Think about it: when going through tough financial times, do individuals save their money -- or do they spend more than at any other time in their lives? They save, of course. Then why should governments abide by another standard? Why shouldn't this logic be applied on a macro-level?
President Obama insists now is not the time to "do nothing." But rather than "doing something" and focusing on the task at hand -- the housing collapse and the financial sector -- Obama has instead used this recession to advance his own political agenda by radically Europeanizing (read: "change") the energy industry, the health care system, and the education system. Charles Krauthammer calls this what it is: deception. He goes on, stating:
As an explanation of our current economic difficulties, this is total fantasy. As a cure for rapidly growing joblessness, a massive destruction of wealth, a deepening worldwide recession, this is perhaps the greatest non sequitur ever foisted upon the American people.

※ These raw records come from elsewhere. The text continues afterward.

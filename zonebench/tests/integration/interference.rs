use assert_cmd::prelude::*;
use pretty_assertions::assert_eq;

use super::Harness;

#[test]
fn ok() {
    let h = Harness::new(8);
    h.cmd()
        .arg("interference")
        .arg(&h.device)
        .arg("65536")
        .arg("3")
        .arg(&h.results)
        .arg("50")
        .assert()
        .success();
    assert_eq!(h.results(), "zone_3,50%,524288\n");
}

#[test]
fn bad_zone_index() {
    let h = Harness::new(8);
    h.cmd()
        .arg("interference")
        .arg(&h.device)
        .arg("4096")
        .arg("8")
        .arg(&h.results)
        .arg("50")
        .assert()
        .failure()
        .code(1)
        .stderr("Error: Invalid zone index 8: device has 8 zones\n");
    assert_eq!(h.results(), "");
}

/// The result file is appended to, not truncated
#[test]
fn append() {
    let h = Harness::new(8);
    for zone in ["1", "2"] {
        h.cmd()
            .arg("interference")
            .arg(&h.device)
            .arg("4096")
            .arg(zone)
            .arg(&h.results)
            .arg("10")
            .assert()
            .success();
    }
    assert_eq!(h.results(), "zone_1,10%,106496\nzone_2,10%,106496\n");
}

At the very center of our economic near-depression is a credit bubble, a housing collapse, and a systemic failure of the entire banking system. One can come up with a host of causes. ...
The list is long. But the list of causes of the collapse of the financial system does not include the absence of universal health care, let alone of computerized medical records. Nor the absence of an industry-killing cap-and-trade carbon levy.
Imagine a similarly absurd hypothetical scenario: Social Security collapses and Obama says we need to septuple or octuple our spending for NASA, implying space exploration will fix Social Security. Crazy, right? Well, welcome to President Obama's economic recovery plan. It's as if Obama thinks we're all idiots and equally detached from real-world actuality.
Despite Obama's best efforts, the economy will rebound in due time. That's the nature of the beast. Yet it will be then, at the very beginning of recovery, that the pain from Obama's frivolous spending will truly be felt. In the last five months, the geniuses in Washington have nearly tripled our money supply. Needless to say, during a recession, nothing else really grows, let alone doubles or triples.
But in one or two years' time, things will begin to recuperate. It will only be then that all of this money, naturally, hits the market -- all at the same time. The inescapable effect will be devastating hyperinflation. This will cause even greater unemployment at home, and considering the interconnectivity of the global economy, even greater economic downturns around the world. The only way to get out of double-digit inflation is to endure another recession. When this happens, the sad part will be that this all could have been avoided if only we stuck with, and continued to believe in, classically American economic principles.
And to think that all of those starry-eyed first-time voters went into the voting booth and thought their ballots would bring about a clean break from the "failed policies of the last eight years." What a pity it is that the misplaced but sincere idealism of 2008 will invariably become the widespread cynicism and disparagement of tomorrow.